SUSAN DARNEL wasn’t keen on the idea of having 29 cubic feet of loudspeaker
in her 14 x 32-foot living room. “I almost ended up in the emergency room,”
said the Long Island nurse, recalling the time her husband, Dave, first brought
home the pair of custom-made three-way speakers, each with an 18-inch woofer
and hand-wound Solen crossovers on top. “But when I heard them, I changed my
mind.”
Her abrupt change of heart was not really surprising; the Dame/s take their
music very seriously. When they couldn’t find just the right speakers, they
went to their friend Andy Nittoli, an audio engineer who built a pair of
transmission-line speakers using 18-inch JBL paper-cone woofers, Danish-made
3-inch midranges and 3/4" dome tweeters, and the Solen crossover coils.
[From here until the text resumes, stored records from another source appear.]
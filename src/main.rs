use std::{net::SocketAddr, sync::Arc, time::Duration};

use axum::http::HeaderValue;
use axum::{routing::get, Router};
use tokio::{signal, sync::mpsc};
use tower_http::{
    cors::{Any, CorsLayer},
    trace::TraceLayer,
};
use tracing::{error, info};

use pos_api as api;

#[tokio::main]
async fn main() -> Result<(), Box<dyn std::error::Error>> {
    let cfg = api::config::load_config()?;
    api::config::init_tracing(cfg.log_level(), cfg.log_json);

    let db_pool = api::db::establish_connection_from_app_config(&cfg).await?;
    if cfg.auto_migrate {
        api::db::run_migrations(&db_pool).await.map_err(|e| {
            error!("Failed running migrations: {}", e);
            e
        })?;
    }
    let db_arc = Arc::new(db_pool);

    let (event_tx, event_rx) = mpsc::channel(1024);
    let event_sender = api::events::EventSender::new(event_tx);
    tokio::spawn(api::events::process_events(event_rx));

    let sessions = Arc::new(api::sessions::SessionStore::new(Duration::from_secs(
        cfg.session_idle_timeout_secs,
    )));

    let services = api::handlers::AppServices::new(db_arc.clone(), Arc::new(event_sender.clone()), &cfg);

    let app_state = Arc::new(api::AppState {
        db: db_arc,
        config: cfg.clone(),
        event_sender,
        sessions,
        services,
    });

    // CORS: explicit origins when configured, permissive only in development.
    let configured_origins: Option<Vec<HeaderValue>> = cfg
        .cors_allowed_origins
        .as_ref()
        .map(|raw| {
            raw.split(',')
                .filter_map(|origin| {
                    let trimmed = origin.trim();
                    if trimmed.is_empty() {
                        None
                    } else {
                        HeaderValue::from_str(trimmed).ok()
                    }
                })
                .collect::<Vec<_>>()
        })
        .filter(|origins| !origins.is_empty());

    let cors_layer = if let Some(origins) = configured_origins {
        CorsLayer::new()
            .allow_origin(origins)
            .allow_methods(Any)
            .allow_headers(Any)
    } else if cfg.is_development() {
        info!("Using permissive CORS (development environment)");
        CorsLayer::permissive()
    } else {
        error!("Missing CORS configuration; set APP__CORS_ALLOWED_ORIGINS");
        return Err("Missing CORS configuration: set APP__CORS_ALLOWED_ORIGINS".into());
    };

    let app = Router::new()
        .route("/", get(|| async { "pos-api up" }))
        .route(
            "/health",
            get(|| async { axum::Json(serde_json::json!({ "status": "up" })) }),
        )
        .nest("/api/v1", api::api_v1_routes())
        .layer(TraceLayer::new_for_http())
        .layer(cors_layer)
        .with_state(app_state);

    let addr = SocketAddr::from(([0, 0, 0, 0], cfg.port));
    info!("pos-api listening on http://{}", addr);
    let listener = tokio::net::TcpListener::bind(addr).await?;

    axum::serve(listener, app.into_make_service())
        .with_graceful_shutdown(shutdown_signal())
        .await?;

    Ok(())
}

async fn shutdown_signal() {
    let ctrl_c = async {
        signal::ctrl_c()
            .await
            .expect("failed to install Ctrl+C handler");
    };

    #[cfg(unix)]
    let terminate = async {
        use tokio::signal::unix::{signal, SignalKind};

        let mut sigterm =
            signal(SignalKind::terminate()).expect("failed to install signal handler");
        sigterm.recv().await;
    };

    #[cfg(not(unix))]
    let terminate = std::future::pending::<()>();

    tokio::select! {
        _ = ctrl_c => {},
        _ = terminate => {},
    }
}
Dave
liked the colorful crossovers so much that he had Andy put them under Plexiglas
on top of the speaker cabinets.
Susan was also accommodating when it came to their turntable “stage.” Dave
was concerned about feedback and vibration through the floor, so he built
a birch platform and suspended it from the wall above six concrete blocks
isolated in Styrofoam that sit in front of the wall without touching it.
The setup acts as “a light-spring/heavy-spring junction,” he explained, transmitting
most of the feedback energy back into the room instead of up the wall to
the turntable. To make the stage more aesthetically appealing, Susan painted
the birch with a faux- marble finish. She wouldn’t tolerate visible speaker
cable, however, so Dave ran 10-gauge contractor’s wire through to the basement.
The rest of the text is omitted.